• What the task requires:
Could you filter the records below down to the lines that include the word "Optional"?

::::::::::

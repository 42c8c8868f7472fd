//! Per-client admission control with a fixed cooldown window
//!
//! Each client identity gets at most one admitted request per cooldown
//! interval. Rejected calls do not advance the stored timestamp, so a
//! burst of rejected retries never extends the window.

use std::collections::HashMap;
use std::time::{Duration, Instant};

use tokio::sync::Mutex;

/// Default minimum spacing between two admitted requests per client.
pub const DEFAULT_COOLDOWN: Duration = Duration::from_secs(10);

/// Per-client request-rate gate
///
/// Entries are kept for every client identity ever seen and are never
/// pruned; the map is owned by the gateway instance rather than living
/// in ambient process state.
pub struct RateGate {
    cooldown: Duration,
    last_admitted: Mutex<HashMap<String, Instant>>,
}

impl RateGate {
    /// Create a gate with the given cooldown
    pub fn new(cooldown: Duration) -> Self {
        Self {
            cooldown,
            last_admitted: Mutex::new(HashMap::new()),
        }
    }

    /// Decide whether a request from `client_id` at `now` is admitted
    ///
    /// Admits when the client has never been seen or when at least the
    /// cooldown has elapsed since its last admitted request (boundary
    /// inclusive). On admission the stored timestamp moves to `now`.
    ///
    /// # Errors
    /// Returns the remaining wait until the client may retry.
    pub async fn admit(&self, client_id: &str, now: Instant) -> Result<(), Duration> {
        let mut last_admitted = self.last_admitted.lock().await;

        if let Some(last) = last_admitted.get(client_id) {
            let elapsed = now.saturating_duration_since(*last);
            if elapsed < self.cooldown {
                return Err(self.cooldown - elapsed);
            }
        }

        last_admitted.insert(client_id.to_string(), now);
        Ok(())
    }

    /// The configured cooldown between admitted requests
    pub fn cooldown(&self) -> Duration {
        self.cooldown
    }
}

impl Default for RateGate {
    fn default() -> Self {
        Self::new(DEFAULT_COOLDOWN)
    }
}
//! Error types for the cilisou gateway core
//!
//! Validation of inbound request parameters happens in the transport
//! shell, so the core only models failures of the pipeline itself.

use std::time::Duration;

use thiserror::Error;

/// Error type for the mirror-resolution backend
///
/// Kept separate from [`GatewayError`] so alternative backends only
/// need to speak this vocabulary.
#[derive(Error, Debug)]
pub enum MirrorError {
    /// Browser session could not be started or attached
    #[error("Failed to start browser session: {0}")]
    Session(String),

    /// Navigation to the seed address failed
    #[error("Navigation failed: {0}")]
    Navigation(String),

    /// The browser completed navigation but reported no final address
    #[error("Browser did not report a final address")]
    NoFinalAddress,
}

/// Error type for all gateway pipeline operations
#[derive(Error, Debug)]
pub enum GatewayError {
    /// Client called again inside the cooldown window
    #[error("Rate limited - retry in {retry_after:?}")]
    RateLimited { retry_after: Duration },

    /// Mirror resolution failed; the cached mirror is left untouched
    #[error("Mirror resolution failed: {0}")]
    Resolution(#[from] MirrorError),

    /// Listing request failed at the transport level
    #[error("Listing request failed: {0}")]
    Fetch(#[from] reqwest::Error),

    /// Listing request completed with a non-success status
    #[error("Listing request returned status {0}")]
    FetchStatus(reqwest::StatusCode),

    /// Failed to parse listing HTML
    #[error("Failed to parse HTML: {0}")]
    Parse(String),
}

/// Result type alias for gateway operations
pub type Result<T> = std::result::Result<T, GatewayError>;
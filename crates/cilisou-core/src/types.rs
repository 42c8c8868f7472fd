//! Core data types for the cilisou gateway
//!
//! Contains the record shape produced by the listing parser and the
//! output format selector used by the formatter.

use serde::{Deserialize, Serialize};

/// Sentinel emitted when a descriptive field cannot be extracted
///
/// One malformed field never discards an otherwise-valid record; the
/// field degrades to this value instead.
pub const UNKNOWN: &str = "unknown";

/// A single torrent entry extracted from a listing page
///
/// Fields other than the title, type and magnet link fall back to
/// [`UNKNOWN`] when their pattern does not match. Records are collected
/// in listing order.
#[derive(Debug, Clone, PartialEq, Eq, Serialize, Deserialize)]
#[serde(rename_all = "camelCase")]
pub struct TorrentRecord {
    /// Category token, first whitespace-delimited token of the heading
    pub file_type: String,

    /// Display title, second whitespace-delimited token of the heading
    pub file_title: String,

    /// Magnet URI built from the extracted info hash and the title
    pub magnet_link: String,

    /// Popularity count (e.g. "42")
    pub hot: String,

    /// Size with unit (e.g. "1.2 GB")
    pub size: String,

    /// Creation date token (e.g. "2023-01-01")
    pub created: String,

    /// Number of files advertised by the listing
    pub file_count: String,

    /// Line-break-delimited file manifest, listing order preserved
    pub file_names: Vec<String>,
}

/// Rendering selected by the caller via the `type` query parameter
#[derive(Debug, Clone, Copy, PartialEq, Eq, Default)]
pub enum OutputFormat {
    /// Structured `{page, results}` body (the default)
    #[default]
    Json,
    /// One section per record with bold labels and a bulleted manifest
    Markdown,
    /// One label-per-line block per record
    Text,
}

impl OutputFormat {
    /// Maps the raw `type` parameter onto a format
    ///
    /// Anything other than the two textual spellings (including absence)
    /// selects the structured output.
    pub fn from_param(param: Option<&str>) -> Self {
        match param {
            Some("markdown") => Self::Markdown,
            Some("text") => Self::Text,
            _ => Self::Json,
        }
    }
}
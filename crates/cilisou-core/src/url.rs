//! URL helpers for the magnet index
//!
//! Builds listing URLs against a resolved mirror base, extracts info
//! hashes from item links and assembles magnet URIs.

use regex::Regex;

/// Builds a listing page URL against the resolved mirror base
///
/// The mirror base is whatever address the browser ended up at, so a
/// trailing slash is normalized before joining the fixed path template.
/// The search term is URL encoded; the page number is taken verbatim.
///
/// # Example
/// ```
/// use cilisou_core::url::build_listing_url;
/// let url = build_listing_url("https://mirror.example/", "big buck", "2");
/// assert_eq!(url, "https://mirror.example/search/big%20buck/page-2.html");
/// ```
pub fn build_listing_url(base_url: &str, term: &str, page: &str) -> String {
    let base = base_url.trim_end_matches('/');
    let encoded = urlencoding::encode(term);
    format!("{}/search/{}/page-{}.html", base, encoded, page)
}

/// Extracts the info hash from an item link
///
/// Item links point at detail pages of the form `/hash/<value>.html`.
/// Returns `None` when the link does not follow that shape.
///
/// # Example
/// ```
/// use cilisou_core::url::extract_info_hash;
/// let hash = extract_info_hash("https://mirror.example/hash/abc123.html");
/// assert_eq!(hash, Some("abc123".to_string()));
/// ```
pub fn extract_info_hash(href: &str) -> Option<String> {
    let re = Regex::new(r"/hash/(.*?)\.html").ok()?;
    re.captures(href)
        .and_then(|caps| caps.get(1))
        .map(|m| m.as_str().to_string())
}

/// Assembles a magnet URI from an info hash and a display name
///
/// An empty hash still produces a (malformed) magnet link; the listing
/// sometimes carries links the hash pattern does not match and the
/// record is emitted anyway.
pub fn build_magnet_link(info_hash: &str, display_name: &str) -> String {
    format!("magnet:?xt=urn:btih:{}&dn={}", info_hash, display_name)
}

#[cfg(test)]
mod tests {
    use super::*;

    #[test]
    fn test_build_listing_url_with_trailing_slash() {
        let url = build_listing_url("https://mirror.example/", "ubuntu", "1");
        assert_eq!(url, "https://mirror.example/search/ubuntu/page-1.html");
    }

    #[test]
    fn test_build_listing_url_without_trailing_slash() {
        let url = build_listing_url("https://mirror.example", "ubuntu", "3");
        assert_eq!(url, "https://mirror.example/search/ubuntu/page-3.html");
    }

    #[test]
    fn test_build_listing_url_encodes_term() {
        let url = build_listing_url("https://mirror.example/", "big buck bunny", "1");
        assert_eq!(
            url,
            "https://mirror.example/search/big%20buck%20bunny/page-1.html"
        );
    }

    #[test]
    fn test_build_listing_url_page_verbatim() {
        let url = build_listing_url("https://mirror.example/", "q", "page");
        assert_eq!(url, "https://mirror.example/search/q/page-page.html");
    }

    #[test]
    fn test_extract_info_hash() {
        let hash = extract_info_hash("/hash/abc123.html");
        assert_eq!(hash, Some("abc123".to_string()));
    }

    #[test]
    fn test_extract_info_hash_full_url() {
        let hash = extract_info_hash("https://mirror.example/hash/deadbeef.html");
        assert_eq!(hash, Some("deadbeef".to_string()));
    }

    #[test]
    fn test_extract_info_hash_no_match() {
        assert_eq!(extract_info_hash("/detail/abc123"), None);
        assert_eq!(extract_info_hash(""), None);
    }

    #[test]
    fn test_build_magnet_link() {
        let link = build_magnet_link("abc123", "ExampleTitle");
        assert_eq!(link, "magnet:?xt=urn:btih:abc123&dn=ExampleTitle");
    }

    #[test]
    fn test_build_magnet_link_empty_hash_still_emitted() {
        let link = build_magnet_link("", "ExampleTitle");
        assert_eq!(link, "magnet:?xt=urn:btih:&dn=ExampleTitle");
    }
}
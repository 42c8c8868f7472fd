//! Environment-variable configuration for the server shell

use std::env;

/// Seed address the mirror resolution always starts from. The index
/// publishes its current domain by redirecting from here.
pub const SEED_URL: &str = "https://ver.emoncili.com/";

const DEFAULT_PORT: u16 = 3000;

/// Process-wide configuration read once at startup
#[derive(Debug, Clone)]
pub struct ServerConfig {
    /// TCP port to listen on (`PORT`, default 3000)
    pub port: u16,
    /// Optional outbound proxy for listing requests (`HTTP_PROXY`)
    pub proxy: Option<String>,
    /// Optional remote DevTools websocket endpoint; when absent a local
    /// headless browser is launched (`BROWSER_REMOTE_URL`)
    pub browser_remote_url: Option<String>,
}

impl ServerConfig {
    /// Read configuration from the process environment
    ///
    /// # Errors
    /// Returns an error when `PORT` is set but not a valid port number.
    pub fn from_env() -> anyhow::Result<Self> {
        let port = match env::var("PORT") {
            Ok(raw) => raw
                .parse()
                .map_err(|_| anyhow::anyhow!("PORT must be a port number, got {raw:?}"))?,
            Err(_) => DEFAULT_PORT,
        };

        Ok(Self {
            port,
            proxy: env::var("HTTP_PROXY").ok(),
            browser_remote_url: env::var("BROWSER_REMOTE_URL").ok(),
        })
    }
}

#[cfg(test)]
mod tests {
    use super::*;

    #[test]
    fn test_default_port() {
        assert_eq!(DEFAULT_PORT, 3000);
    }

    #[test]
    fn test_seed_url_has_trailing_slash() {
        assert!(SEED_URL.ends_with('/'));
    }
}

::::::::::

• Response below:
    /// Optional outbound proxy for listing requests (`HTTP_PROXY`)
    /// Optional remote DevTools websocket endpoint; when absent a local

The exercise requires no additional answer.